Abstract

To compare the anatomic features and the results of a multilevel surgery in patients with rapid eye movement-related obstructive sleep apnea (REM OSA) and non-REM OSA. Cohort study of 90 consecutive mild or moderate OSA patients. The apnea-hypopnea index (AHI) was also calculated during REM sleep (AHI(REM)) and during non-REM sleep (AHI(NREM)), and patients were classified as having REM OSA if their AHI(REM)/AHI(NREM) ratio was >2, otherwise they were classified as non-REM OSA patients.
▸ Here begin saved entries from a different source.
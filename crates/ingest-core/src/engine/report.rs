use chrono::{DateTime, Utc};
use serde::{Deserialize, Serialize};
use uuid::Uuid;

use crate::errors::GraphCoreError;
use crate::repo::RunInstance;
use crate::step::StepStatus;

#[derive(Debug, Clone, PartialEq, Serialize, Deserialize)]
#[serde(rename_all = "camelCase")]
pub struct StepOutcome {
    pub step_id: String,
    pub status: StepStatus,
    pub error: Option<GraphCoreError>,
    pub blocked_by: Option<String>,
    pub started_at: Option<DateTime<Utc>>,
    pub finished_at: Option<DateTime<Utc>>,
}

/// Result of one scheduler run, rebuilt from its events.
#[derive(Debug, Clone, PartialEq, Serialize, Deserialize)]
#[serde(rename_all = "camelCase")]
pub struct RunReport {
    pub run_id: Uuid,
    pub definition_hash: Option<String>,
    pub steps: Vec<StepOutcome>,
    pub cancelled: bool,
    pub run_fingerprint: Option<String>,
}

impl RunReport {
    pub fn from_instance(instance: RunInstance) -> Self {
        let steps = instance.steps
                            .into_iter()
                            .map(|s| StepOutcome { step_id: s.step_id,
                                                   status: s.status,
                                                   error: s.error,
                                                   blocked_by: s.blocked_by,
                                                   started_at: s.started_at,
                                                   finished_at: s.finished_at })
                            .collect();
        Self { run_id: instance.id,
               definition_hash: instance.definition_hash,
               steps,
               cancelled: instance.cancelled,
               run_fingerprint: instance.run_fingerprint }
    }

    /// True only if every registered step completed.
    pub fn is_success(&self) -> bool {
        !self.cancelled && self.steps.iter().all(|s| s.status == StepStatus::Completed)
    }

    pub fn outcome(&self, step_id: &str) -> Option<&StepOutcome> {
        self.steps.iter().find(|s| s.step_id == step_id)
    }

    pub fn status_of(&self, step_id: &str) -> Option<StepStatus> {
        self.outcome(step_id).map(|s| s.status)
    }

    pub fn completed_steps(&self) -> Vec<&str> {
        self.with_status(StepStatus::Completed)
    }

    pub fn failed_steps(&self) -> Vec<&str> {
        self.with_status(StepStatus::Failed)
    }

    /// Steps that never ran because a dependency failed.
    pub fn blocked_steps(&self) -> Vec<&str> {
        self.steps
            .iter()
            .filter(|s| s.blocked_by.is_some())
            .map(|s| s.step_id.as_str())
            .collect()
    }

    fn with_status(&self, status: StepStatus) -> Vec<&str> {
        self.steps
            .iter()
            .filter(|s| s.status == status)
            .map(|s| s.step_id.as_str())
            .collect()
    }
}
//! Persistence errors. IO failures are split into transient ones (worth a
//! retry) and the rest.

use std::io;

use ingest_core::GraphCoreError;
use thiserror::Error;

#[derive(Debug, Error)]
pub enum PersistenceError {
    #[error("transient IO error (retryable): {0}")]
    TransientIo(String),
    #[error("IO error: {0}")]
    Io(String),
    #[error("serialization error: {0}")]
    Serialization(String),
    #[error("corrupt record at {path}:{line}: {reason}")]
    Corrupt { path: String, line: usize, reason: String },
    #[error("invalid value for {name}: {value:?}")]
    InvalidSetting { name: &'static str, value: String },
}

impl From<io::Error> for PersistenceError {
    fn from(err: io::Error) -> Self {
        match err.kind() {
            io::ErrorKind::Interrupted | io::ErrorKind::WouldBlock | io::ErrorKind::TimedOut => {
                Self::TransientIo(err.to_string())
            }
            _ => Self::Io(err.to_string()),
        }
    }
}

impl From<serde_json::Error> for PersistenceError {
    fn from(err: serde_json::Error) -> Self {
        Self::Serialization(err.to_string())
    }
}

impl From<PersistenceError> for GraphCoreError {
    fn from(err: PersistenceError) -> Self {
        GraphCoreError::Internal(format!("persistence: {err}"))
    }
}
All patients underwent concurrent uvulopalatopharyngoplasty and a radiofrequency tongue base reduction procedure. A total of 31.1 percent patients were classified as REM OSA and 68.9 percent patients as non-REM OSA. There were no differences in the anatomical features between two groups. However, the AHI, HI, and arousal index were significantly higher in the non-REM OSA group than in the REM OSA group. When a successful outcome was defined as a postoperative AHI <20 with at least a 50 percent reduction from the preoperative level, 50 percent of the patients with REM OSA and 35.5 percent of the patients with non-REM OSA met the criteria for a successful outcome. REM OSA patients had milder obstructive sleep apnea, and multilevel surgery might be more effective in REM OSA patients.